Virtues I have, but patience is not among them. I have no patience for people who are late, no patience to stand in line, no patience to wait for cookies to cool. But the thing that irks me most; the one thing I truly cannot stand, are picky eaters. For them, I have zero patience.
As a person who gets a rush from eating just about anything, I simply can’t relate to these critical grazers. That cocked-head, squinty-eyed, scrunched-up mouth and nose look they give to unfamiliar things makes me want to kick them in the shin and force-feed them by the spoonful just so I can prove that they are missing out.

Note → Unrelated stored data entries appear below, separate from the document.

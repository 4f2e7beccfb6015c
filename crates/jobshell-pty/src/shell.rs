//! Synchronous command execution over an interactive shell.
//!
//! A [`PtyShell`] bootstraps a shell on a pseudo-terminal, answers password
//! and host-key prompts, and then replaces the user's prompt with one that
//! carries the previous command's exit status:
//!
//! ```text
//!   SPAWN ──→ AWAIT_SIGNAL ──→ native prompt ──→ set PROMPT-$?-> ──→ READY
//!                │    ▲
//!                │    │ password / "yes"
//!                └────┘
//! ```
//!
//! Once ready, each command is one line on the terminal, and its completion
//! is detected by matching the prompt at the end of the output.

use std::sync::LazyLock;
use std::time::Duration;

use async_trait::async_trait;
use regex::bytes::Regex;
use tracing::{debug, info, warn};

use crate::endpoint::{ShellCommand, ShellEndpoint};
use crate::error::{ShellError, ShellResult};
use crate::process::{PtyMatch, PtyProcess};

/// A line ending in `$`, `#` or `>`: what most user prompts look like.
pub const NATIVE_PROMPT: &str = r"[\$#>]\s*$";

/// The prompt installed after bootstrap. Captures the last exit status.
pub const EXIT_STATUS_PROMPT: &str = r"PROMPT-(\d+)->\s*$";

const PASSWORD_PROMPT: &str = r"(?i)password\s*:\s*$";
const HOST_KEY_PROMPT: &str = r"want to continue connecting";

/// Installs [`EXIT_STATUS_PROMPT`] and silences terminal echo.
const SET_PROMPT_COMMAND: &str = "unset PROMPT_COMMAND; stty -echo; PS1='PROMPT-$?->'; export PS1";

/// How long one bootstrap scan waits before checking that the shell still lives.
const BOOTSTRAP_SCAN_TIMEOUT: Duration = Duration::from_secs(2);

/// Scratch file for stderr in [`IoMode::Separate`]; `$$` keeps sessions apart.
const STDERR_SCRATCH: &str = "/tmp/jobshell.stderr.$$";

/// Upper bound for one staging command line, well below the tty line limit.
const STAGE_CHUNK_BYTES: usize = 1024;

static CONTROL_SEQUENCE: LazyLock<regex::Regex> = LazyLock::new(|| {
    regex::Regex::new(r"\x1b\[[0-?]*[ -/]*[@-~]|\x1b\][^\x07]*\x07|\x1b[=>]")
        .expect("control sequence pattern is valid")
});

/// Which output streams of a command are captured.
#[derive(Debug, Clone, Copy, PartialEq, Eq, Default)]
pub enum IoMode {
    /// Discard stdout and stderr.
    Ignore,
    /// Merge stderr into stdout.
    #[default]
    Merged,
    /// Capture both streams; stderr costs a second round-trip.
    Separate,
    /// Capture stdout, discard stderr.
    Stdout,
    /// Capture stderr, discard stdout.
    Stderr,
}

impl IoMode {
    /// Shell redirection appended to a command in this mode.
    pub fn redirection(&self) -> &'static str {
        match self {
            IoMode::Ignore => " 1>>/dev/null 2>>/dev/null",
            IoMode::Merged => " 2>&1",
            IoMode::Separate => " 2>/tmp/jobshell.stderr.$$",
            IoMode::Stdout => " 2>/dev/null",
            IoMode::Stderr => " 2>&1 1>/dev/null",
        }
    }
}

/// Exit status and captured streams of one command.
///
/// A stream that was not requested is `None`; a requested stream that
/// produced nothing is an empty string.
#[derive(Debug, Clone, PartialEq, Eq)]
pub struct CommandOutput {
    pub exit_code: i32,
    pub stdout: Option<String>,
    pub stderr: Option<String>,
}

impl CommandOutput {
    /// Whether the command exited with status zero.
    pub fn success(&self) -> bool {
        self.exit_code == 0
    }

    /// Captured stdout, or an empty string if it was not captured.
    pub fn stdout_str(&self) -> &str {
        self.stdout.as_deref().unwrap_or("")
    }
}

/// A shell that runs one command at a time.
#[async_trait]
pub trait Shell: Send {
    /// Run `command` in the foreground and wait for it to finish.
    async fn run_sync(&mut self, command: &str, mode: IoMode) -> ShellResult<CommandOutput>;

    /// Check whether the underlying process is still running.
    fn alive(&mut self) -> bool;

    /// Tear down the session.
    fn close(&mut self);

    /// Write `content` to `target` on the shell's host.
    ///
    /// `target` is double-quoted, so shell variables such as `$HOME` expand.
    async fn stage_to_file(&mut self, content: &str, target: &str) -> ShellResult<()> {
        for command in stage_commands(content, target) {
            let output = self.run_sync(&command, IoMode::Merged).await?;
            if !output.success() {
                return Err(ShellError::NoSuccess(format!(
                    "failed to write {target} ({}): {}",
                    output.exit_code,
                    output.stdout_str().trim()
                )));
            }
        }
        Ok(())
    }
}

What angers me most is that fussy eaters always seem to win. If one is around, they choose an accommodating restaurant or meal in their own interest. They’re persnickety, finicky preferences determine the entire dining experience of the group. And this is especially true when the picky perpetrator is invited to ones house.
Part of the fun of throwing a dinner party is impressing guests with a well-planned meal. That fun is immediately sucked away when the guest in question calls to request that, “no onions be placed on his plate. Oh and can the sauce be on the side? And are we having seafood? Because I hate seafood. And if it’s pork, just let me know, I’ll bring my own chicken breast…pork is too dry. No really it’s fine, I don’t mind bringing my own food.”

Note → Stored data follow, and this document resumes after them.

//! The job adaptor: one resource manager, one shell, many jobs.
//!
//! A [`JobAdaptor`] owns a single shell session to its resource manager.
//! All commands go through that session, one at a time; a session found
//! dead is reopened once before an operation gives up.

use std::sync::Arc;
use std::time::Duration;

use jobshell_pty::{CommandOutput, IoMode, PtyShellFactory, Shell, ShellFactory};
use tokio::sync::Mutex;
use tokio::time::Instant;
use tracing::{debug, info, warn};

use crate::backend::JobBackend;
use crate::config::AdaptorConfig;
use crate::description::JobDescription;
use crate::endpoint::ResourceManager;
use crate::error::{SchedError, SchedResult};
use crate::job::{JobHandle, JobId, JobRecord, JobState};
use crate::registry::BackendRegistry;

/// Name of the generated submission script inside the base directory.
const SCRIPT_NAME: &str = "wrapper.sh";

/// An open shell plus what was learned while opening it.
struct Connection {
    shell: Box<dyn Shell>,
    user: String,
}

/// Submits and tracks jobs on one resource manager.
pub struct JobAdaptor {
    config: AdaptorConfig,
    manager: ResourceManager,
    backend: Box<dyn JobBackend>,
    factory: Arc<dyn ShellFactory>,
    connection: Mutex<Option<Connection>>,
}

impl JobAdaptor {
    /// Connect to the resource manager named in `config` through a pty shell.
    pub async fn connect(config: AdaptorConfig) -> SchedResult<Arc<Self>> {
        Self::with_factory(config, &BackendRegistry::with_defaults(), Arc::new(PtyShellFactory)).await
    }

    /// Connect using a custom backend registry and shell factory.
    pub async fn with_factory(
        config: AdaptorConfig,
        registry: &BackendRegistry,
        factory: Arc<dyn ShellFactory>,
    ) -> SchedResult<Arc<Self>> {
        config.validate()?;
        let manager = ResourceManager::parse(&config.url)?;
        let backend = registry.create(manager.scheme())?;

        let adaptor = Self {
            config,
            manager,
            backend,
            factory,
            connection: Mutex::new(None),
        };

        {
            let mut guard = adaptor.connection.lock().await;
            *guard = Some(adaptor.open().await?);
        }
        info!(url = %adaptor.manager, family = adaptor.backend.family(), "job service connected");

        Ok(Arc::new(adaptor))
    }

    /// Resource-manager URL as used in job ids.
    pub fn url(&self) -> &str {
        self.manager.url()
    }

    pub fn resource_manager(&self) -> &ResourceManager {
        &self.manager
    }

    pub fn backend(&self) -> &dyn JobBackend {
        self.backend.as_ref()
    }

    pub fn config(&self) -> &AdaptorConfig {
        &self.config
    }

    /// Open and prepare a fresh shell.
    async fn open(&self) -> SchedResult<Connection> {
        let endpoint = self.manager.shell_endpoint(&self.config.contexts);
        let mut shell = self.factory.open(&endpoint).await.map_err(|e| {
            SchedError::ConnectionFailure(format!("could not open shell to {}: {e}", self.manager))
        })?;

        let output = shell
            .run_sync(&format!("mkdir -p {}", self.config.base_dir), IoMode::Merged)
            .await
            .map_err(|e| SchedError::ConnectionFailure(format!("failed to prepare base dir: {e}")))?;
        if !output.success() {
            shell.close();
            return Err(SchedError::ConnectionFailure(format!(
                "failed to create base dir {}: {}",
                self.config.base_dir,
                output.stdout_str().trim()
            )));
        }

        let user = match endpoint.login_user() {
            Some(user) => user.to_string(),
            None => {
                let output = shell
                    .run_sync("whoami", IoMode::Stdout)
                    .await
                    .map_err(|e| SchedError::ConnectionFailure(format!("failed to detect user: {e}")))?;
                let user = output.stdout_str().trim().to_string();
                if !output.success() || user.is_empty() {
                    shell.close();
                    return Err(SchedError::ConnectionFailure(
                        "could not determine the user name".to_string(),
                    ));
                }
                user
            }
        };
        debug!(%user, base_dir = %self.config.base_dir, "shell prepared");

        Ok(Connection { shell, user })
    }

    /// Make sure `slot` holds a live connection, reopening it once if needed.
    ///
    /// A failed reopen leaves the adaptor disconnected and is reported as
    /// an incorrect state, not as a connection failure.
    async fn ensure_connected<'a>(
        &self,
        slot: &'a mut Option<Connection>,
    ) -> SchedResult<&'a mut Connection> {
        let alive = slot
            .as_mut()
            .is_some_and(|connection| connection.shell.alive());

        if !alive {
            if let Some(mut dead) = slot.take() {
                warn!(url = %self.manager, "shell is gone, reconnecting");
                dead.shell.close();
            }
            match self.open().await {
                Ok(connection) => *slot = Some(connection),
                Err(e) => {
                    warn!(url = %self.manager, error = %e, "reconnect failed");
                    return Err(SchedError::IncorrectState(
                        "job service is not connected, can't reconnect".to_string(),
                    ));
                }
            }
        }

        slot.as_mut().ok_or_else(|| {
            SchedError::IncorrectState("job service is not connected".to_string())
        })
    }

    /// Run one command on the (possibly reopened) shell.
    async fn run(&self, command: &str, mode: IoMode) -> SchedResult<CommandOutput> {
        let mut guard = self.connection.lock().await;
        let connection = self.ensure_connected(&mut guard).await?;
        connection
            .shell
            .run_sync(command, mode)
            .await
            .map_err(SchedError::from_shell)
    }

    /// User whose jobs this adaptor manages.
    pub async fn user(&self) -> SchedResult<String> {
        let mut guard = self.connection.lock().await;
        let connection = self.ensure_connected(&mut guard).await?;
        Ok(connection.user.clone())
    }

    /// Create a handle for `description`; nothing is submitted yet.
    pub fn create_job(self: &Arc<Self>, description: JobDescription) -> SchedResult<JobHandle> {
        self.check_description(&description)?;
        Ok(JobHandle::new(Arc::new(description), self))
    }

    fn check_description(&self, description: &JobDescription) -> SchedResult<()> {
        description.validate()?;
        let unsupported = self.backend.unsupported(description);
        if !unsupported.is_empty() {
            let names: Vec<_> = unsupported.iter().map(ToString::to_string).collect();
            return Err(SchedError::BadParameter(format!(
                "{} backend does not support: {}",
                self.backend.family(),
                names.join(", ")
            )));
        }
        Ok(())
    }

    /// Render, stage and submit a job script.
    pub async fn submit(&self, description: &JobDescription) -> SchedResult<JobId> {
        self.check_description(description)?;

        let script = self.backend.render_script(description);
        let script_path = format!("{}/{SCRIPT_NAME}", self.config.base_dir);
        debug!(script = %script, "generated submission script");

        // Stage, chmod and submit under one lock: the script path is shared.
        let mut guard = self.connection.lock().await;
        let connection = self.ensure_connected(&mut guard).await?;
        let shell = &mut connection.shell;

        shell
            .stage_to_file(&script, &script_path)
            .await
            .map_err(|e| SchedError::SubmissionFailure(format!("failed to stage script: {e}")))?;

        let output = shell
            .run_sync(&format!("chmod +x {script_path}"), IoMode::Merged)
            .await
            .map_err(SchedError::from_shell)?;
        if !output.success() {
            return Err(SchedError::SubmissionFailure(format!(
                "failed to make script executable: {}",
                output.stdout_str().trim()
            )));
        }

        let output = shell
            .run_sync(&self.backend.submit_command(&script_path), IoMode::Merged)
            .await
            .map_err(SchedError::from_shell)?;

        match self.backend.parse_submission(output.stdout_str()) {
            Some(backend_id) => {
                let id = JobId::new(self.manager.url(), backend_id);
                info!(%id, "job submitted");
                Ok(id)
            }
            None => Err(SchedError::SubmissionFailure(format!(
                "{} did not accept the job ({}): {}",
                self.backend.family(),
                output.exit_code,
                output.stdout_str().trim()
            ))),
        }
    }

    /// Current state of a job as seen by the scheduler.
    ///
    /// Jobs that were never started report NEW and jobs already in a
    /// terminal state report that state; neither touches the shell.
    pub async fn query_state(&self, record: &JobRecord) -> SchedResult<JobState> {
        if !record.is_started() || record.state().is_terminal() {
            return Ok(record.state());
        }
        let id = record.submitted_id()?;
        self.backend_state(id.backend_id()).await
    }

    async fn backend_state(&self, backend_id: &str) -> SchedResult<JobState> {
        let mut guard = self.connection.lock().await;
        let connection = self.ensure_connected(&mut guard).await?;
        let command = self.backend.listing_command(&connection.user);
        let output = connection
            .shell
            .run_sync(&command, IoMode::Stdout)
            .await
            .map_err(SchedError::from_shell)?;
        if !output.success() {
            return Err(SchedError::QueryFailure(format!(
                "failed to query state of {backend_id} ({})",
                output.exit_code
            )));
        }

        let state = self
            .backend
            .parse_listing(output.stdout_str(), &connection.user)
            .into_iter()
            .find(|(listed, _)| self.backend.same_job(listed, backend_id))
            .map_or(JobState::Unknown, |(_, token)| self.backend.map_state(&token));

        debug!(backend_id, %state, "queried job state");
        Ok(state)
    }

    /// Query the state and record it, stamping start and finish times.
    pub async fn refresh_state(&self, record: &mut JobRecord) -> SchedResult<JobState> {
        let state = self.query_state(record).await?;
        Ok(record.observe(state))
    }

    /// Reject ids that were issued by another resource manager.
    fn check_owned(&self, id: &JobId) -> SchedResult<()> {
        if id.endpoint() != self.manager.url() {
            return Err(SchedError::BadParameter(format!(
                "job {id} does not belong to {}",
                self.manager
            )));
        }
        Ok(())
    }

    /// Cancel a job by id.
    pub async fn cancel(&self, id: &JobId) -> SchedResult<()> {
        self.check_owned(id)?;
        let command = self.backend.cancel_command(id.backend_id());
        let output = self.run(&command, IoMode::Merged).await?;
        if !output.success() {
            return Err(SchedError::CancellationFailure(format!(
                "failed to cancel {id} ({}): {}",
                output.exit_code,
                output.stdout_str().trim()
            )));
        }
        info!(%id, "job canceled");
        Ok(())
    }

    /// Cancel the job behind `record` and mark it CANCELED.
    pub async fn cancel_job(&self, record: &mut JobRecord) -> SchedResult<()> {
        let id = record.submitted_id()?.clone();
        self.cancel(&id).await?;
        record.observe(JobState::Canceled);
        Ok(())
    }

    /// Exit code of a finished job.
    pub async fn exit_code(&self, id: &JobId) -> SchedResult<i32> {
        self.check_owned(id)?;
        let command = self.backend.exit_code_command(id.backend_id());
        let output = self.run(&command, IoMode::Stdout).await?;
        if !output.success() {
            return Err(SchedError::QueryFailure(format!(
                "failed to query exit code of {id} ({})",
                output.exit_code
            )));
        }
        self.backend.parse_exit_code(output.stdout_str()).ok_or_else(|| {
            SchedError::QueryFailure(format!("no exit code reported for {id}"))
        })
    }

    /// Poll until the job is in a terminal state.
    ///
    /// Returns `true` once terminal, `false` when `timeout` elapsed first.
    /// `None` waits indefinitely.
    pub async fn wait(&self, record: &mut JobRecord, timeout: Option<Duration>) -> SchedResult<bool> {
        let deadline = timeout.map(|timeout| Instant::now() + timeout);
        let interval = self.config.poll_interval();

        loop {
            if self.refresh_state(record).await?.is_terminal() {
                return Ok(true);
            }

            let pause = match deadline {
                Some(deadline) => {
                    let now = Instant::now();
                    if now >= deadline {
                        return Ok(false);
                    }
                    interval.min(deadline - now)
                }
                None => interval,
            };
            tokio::time::sleep(pause).await;
        }
    }

    /// Ids of all jobs the scheduler currently lists for the user.
    pub async fn list(&self) -> SchedResult<Vec<JobId>> {
        let mut guard = self.connection.lock().await;
        let connection = self.ensure_connected(&mut guard).await?;
        let command = self.backend.listing_command(&connection.user);
        let output = connection
            .shell
            .run_sync(&command, IoMode::Stdout)
            .await
            .map_err(SchedError::from_shell)?;
        if !output.success() {
            return Err(SchedError::QueryFailure(format!(
                "failed to list jobs ({})",
                output.exit_code
            )));
        }

        Ok(self
            .backend
            .parse_listing(output.stdout_str(), &connection.user)
            .into_iter()
            .map(|(backend_id, _)| JobId::new(self.manager.url(), backend_id))
            .collect())
    }

    /// Close the shell. The next operation reconnects.
    pub async fn close(&self) {
        if let Some(mut connection) = self.connection.lock().await.take() {
            debug!(url = %self.manager, "closing job service");
            connection.shell.close();
        }
    }
}

impl std::fmt::Debug for JobAdaptor {
    fn fmt(&self, f: &mut std::fmt::Formatter<'_>) -> std::fmt::Result {
        f.debug_struct("JobAdaptor")
            .field("manager", &self.manager)
            .field("family", &self.backend.family())
            .field("base_dir", &self.config.base_dir)
            .finish()
    }
}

Well guess what? I mind. Don’t come carting your own food to MY dinner party and sure don’t be requesting what I do with MY food at MY dinner party. I am your HOST and you are slapping the generous hand that’s feeding you.
In defense of the uber-particular, there have been studies done on the phenomena of supertasters. About 35 percent of women and 15 percent of men are estimated to be in a group that have more than the average amount of taste buds. Supertasters in general are less likely to enjoy certain foods that are bitter, spicy or sour as those characteristics will seem over-exaggerate. You can find out if you are a super taster by putting blue dye on your tongue and counting the taste buds in a given area. Simply place a circular paper hole re-enforcer on your tongue and wipe a swab with blue food coloring on it. Count the number of buds in the circle. Count between 15 and 35 and you are an ‘average taster.’ Any fewer means you are a ‘non-taster’ and any higher means you are a ‘supertaster.’ But before any of you food-rejecters out there begin happily laughing with your newly found defense, no study directly supports a correlation between being a supertaster and being a picky eater. Besides, that wouldn’t make me less irritated with your food-bigotry anyway.

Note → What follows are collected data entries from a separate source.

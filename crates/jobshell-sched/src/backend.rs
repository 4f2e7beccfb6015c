//! Scheduler backend abstraction.
//!
//! A [`JobBackend`] knows one scheduler family's vocabulary: how to render
//! a submission script, which commands submit, list, cancel and inspect
//! jobs, and how to read their output. It never talks to a shell itself;
//! the [`JobAdaptor`](crate::adaptor::JobAdaptor) runs the commands.

use crate::description::{JobAttribute, JobDescription};
use crate::job::JobState;

/// Capabilities and command vocabulary of one scheduler family.
pub trait JobBackend: Send + Sync {
    /// Family name, e.g. `slurm`.
    fn family(&self) -> &'static str;

    /// Whether the backend can express `attribute` in a script.
    fn supports(&self, attribute: JobAttribute) -> bool;

    /// Render the submission script for `description`.
    fn render_script(&self, description: &JobDescription) -> String;

    /// Command that submits the script at `script_path`.
    fn submit_command(&self, script_path: &str) -> String;

    /// Extract the backend job id from the submission output.
    fn parse_submission(&self, output: &str) -> Option<String>;

    /// Command that lists `user`'s jobs with their status tokens.
    fn listing_command(&self, user: &str) -> String;

    /// Parse a listing into `(backend id, status token)` pairs.
    fn parse_listing(&self, output: &str, user: &str) -> Vec<(String, String)>;

    /// Translate a backend status token into the canonical state.
    fn map_state(&self, token: &str) -> JobState;

    /// Whether an id from a listing refers to `backend_id`.
    fn same_job(&self, listed: &str, backend_id: &str) -> bool {
        listed == backend_id
    }

    /// Command that cancels the job.
    fn cancel_command(&self, backend_id: &str) -> String;

    /// Command that shows the job's exit code.
    fn exit_code_command(&self, backend_id: &str) -> String;

    /// Extract the exit code from the output of [`exit_code_command`](Self::exit_code_command).
    fn parse_exit_code(&self, output: &str) -> Option<i32>;

    /// Attributes of `description` this backend cannot express.
    fn unsupported(&self, description: &JobDescription) -> Vec<JobAttribute> {
        description
            .attributes()
            .into_iter()
            .filter(|attribute| !self.supports(*attribute))
            .collect()
    }
}

/// Replace characters schedulers reject in job names, capped at 64 chars.
pub fn sanitize_name(name: &str) -> String {
    name.chars()
        .map(|c| {
            if c.is_alphanumeric() || c == '_' || c == '-' {
                c
            } else {
                '_'
            }
        })
        .take(64)
        .collect()
}

/// `export` lines for the description's environment, sorted by name.
pub fn export_lines(description: &JobDescription) -> String {
    description
        .sorted_environment()
        .into_iter()
        .map(|(key, value)| {
            let value = value.replace('\\', "\\\\").replace('"', "\\\"");
            format!("export {key}=\"{value}\"\n")
        })
        .collect()
}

My point is, that I too have several food items that I dislike and several wines I have been offered that make me want to kick the shin of my host and force him to suffer with me. But do I refuse to eat? Do I refuse to drink? NO! I smile and am happy that someone thought to have me over or invite me out to dinner. It’s one of the few times I utilize what little patience I have.
So… annoying, imaginary picky eater, it’s your turn to be patient. You’ll eat what you’re served and you’ll like it, damn it.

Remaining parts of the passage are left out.